[Data items]
● ● ● ● ● ● ●

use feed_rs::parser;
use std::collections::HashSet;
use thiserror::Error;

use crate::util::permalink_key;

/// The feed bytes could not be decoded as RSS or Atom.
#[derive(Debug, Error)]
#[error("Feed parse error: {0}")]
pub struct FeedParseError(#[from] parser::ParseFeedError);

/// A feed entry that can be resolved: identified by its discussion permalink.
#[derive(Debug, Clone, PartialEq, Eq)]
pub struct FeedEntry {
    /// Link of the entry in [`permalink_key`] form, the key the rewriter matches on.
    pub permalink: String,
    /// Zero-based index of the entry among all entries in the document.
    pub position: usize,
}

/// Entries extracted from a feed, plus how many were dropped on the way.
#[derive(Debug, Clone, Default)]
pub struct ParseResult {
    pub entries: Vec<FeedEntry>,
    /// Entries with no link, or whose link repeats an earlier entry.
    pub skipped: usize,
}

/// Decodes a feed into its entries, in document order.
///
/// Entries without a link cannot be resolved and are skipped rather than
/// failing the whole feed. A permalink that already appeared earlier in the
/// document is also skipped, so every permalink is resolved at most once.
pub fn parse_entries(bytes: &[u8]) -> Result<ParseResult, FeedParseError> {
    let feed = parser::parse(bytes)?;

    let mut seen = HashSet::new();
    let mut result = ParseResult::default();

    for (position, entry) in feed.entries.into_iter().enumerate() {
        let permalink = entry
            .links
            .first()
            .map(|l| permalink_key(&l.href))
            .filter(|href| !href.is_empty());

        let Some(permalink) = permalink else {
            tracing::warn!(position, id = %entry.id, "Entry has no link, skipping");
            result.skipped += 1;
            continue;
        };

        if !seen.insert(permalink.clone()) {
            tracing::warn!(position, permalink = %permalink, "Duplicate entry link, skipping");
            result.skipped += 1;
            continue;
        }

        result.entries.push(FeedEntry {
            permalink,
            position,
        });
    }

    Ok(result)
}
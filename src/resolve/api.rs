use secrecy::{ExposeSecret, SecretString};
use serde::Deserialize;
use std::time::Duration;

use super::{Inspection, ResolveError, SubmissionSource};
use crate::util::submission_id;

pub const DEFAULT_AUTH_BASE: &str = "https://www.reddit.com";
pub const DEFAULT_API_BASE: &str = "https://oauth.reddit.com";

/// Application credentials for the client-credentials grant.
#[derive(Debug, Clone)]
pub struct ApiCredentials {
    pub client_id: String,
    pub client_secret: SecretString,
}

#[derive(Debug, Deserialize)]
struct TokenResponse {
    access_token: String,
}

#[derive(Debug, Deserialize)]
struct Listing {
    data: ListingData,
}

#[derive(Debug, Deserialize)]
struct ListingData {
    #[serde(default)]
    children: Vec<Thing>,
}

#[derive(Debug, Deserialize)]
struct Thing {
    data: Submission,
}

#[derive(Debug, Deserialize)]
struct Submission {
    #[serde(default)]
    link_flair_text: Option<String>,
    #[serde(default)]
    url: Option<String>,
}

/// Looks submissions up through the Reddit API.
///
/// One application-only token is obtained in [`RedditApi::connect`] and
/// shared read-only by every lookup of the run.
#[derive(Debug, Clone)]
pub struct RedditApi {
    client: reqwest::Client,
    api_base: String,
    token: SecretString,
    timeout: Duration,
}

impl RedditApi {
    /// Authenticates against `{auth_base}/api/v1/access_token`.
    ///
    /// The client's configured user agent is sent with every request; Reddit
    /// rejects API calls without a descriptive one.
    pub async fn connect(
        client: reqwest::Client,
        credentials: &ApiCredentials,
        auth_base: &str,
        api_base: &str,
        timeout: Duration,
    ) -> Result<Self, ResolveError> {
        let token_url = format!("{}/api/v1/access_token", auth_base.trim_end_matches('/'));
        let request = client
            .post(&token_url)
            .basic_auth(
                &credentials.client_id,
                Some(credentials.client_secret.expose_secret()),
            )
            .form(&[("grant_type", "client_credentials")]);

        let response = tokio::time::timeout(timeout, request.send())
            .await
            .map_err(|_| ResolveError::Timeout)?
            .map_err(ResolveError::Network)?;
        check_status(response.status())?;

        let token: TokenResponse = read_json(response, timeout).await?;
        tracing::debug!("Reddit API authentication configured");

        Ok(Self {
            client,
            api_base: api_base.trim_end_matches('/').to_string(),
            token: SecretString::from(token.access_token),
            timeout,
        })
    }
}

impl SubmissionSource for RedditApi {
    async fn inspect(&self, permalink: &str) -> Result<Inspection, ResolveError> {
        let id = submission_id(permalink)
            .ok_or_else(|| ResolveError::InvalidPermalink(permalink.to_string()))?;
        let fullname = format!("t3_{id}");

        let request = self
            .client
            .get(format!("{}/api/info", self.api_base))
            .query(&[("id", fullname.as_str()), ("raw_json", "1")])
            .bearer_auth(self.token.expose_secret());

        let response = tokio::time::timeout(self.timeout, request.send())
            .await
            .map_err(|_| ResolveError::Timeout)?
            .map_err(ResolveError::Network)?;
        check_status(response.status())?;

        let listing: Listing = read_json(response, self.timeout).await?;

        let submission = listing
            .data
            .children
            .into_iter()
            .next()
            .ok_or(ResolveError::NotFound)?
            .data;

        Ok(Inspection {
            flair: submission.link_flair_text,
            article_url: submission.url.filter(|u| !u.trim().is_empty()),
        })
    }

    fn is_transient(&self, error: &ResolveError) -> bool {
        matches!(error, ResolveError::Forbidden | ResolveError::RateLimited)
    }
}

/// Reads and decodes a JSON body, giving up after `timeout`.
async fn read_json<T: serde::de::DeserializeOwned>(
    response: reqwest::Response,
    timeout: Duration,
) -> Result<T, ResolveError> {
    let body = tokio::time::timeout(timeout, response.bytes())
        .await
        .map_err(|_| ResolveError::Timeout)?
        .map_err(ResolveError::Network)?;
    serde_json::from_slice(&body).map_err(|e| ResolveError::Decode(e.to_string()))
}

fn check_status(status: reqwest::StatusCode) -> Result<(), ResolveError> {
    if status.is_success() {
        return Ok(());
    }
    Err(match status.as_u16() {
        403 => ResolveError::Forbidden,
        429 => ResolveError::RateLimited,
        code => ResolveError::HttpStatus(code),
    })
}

● ● ● ● ● ● ●

» **Task statement**:
The word "only" appears in some lines above. Return every one of those lines.

» **The answer**:
/// One application-only token is obtained in [`RedditApi::connect`] and
/// shared read-only by every lookup of the run.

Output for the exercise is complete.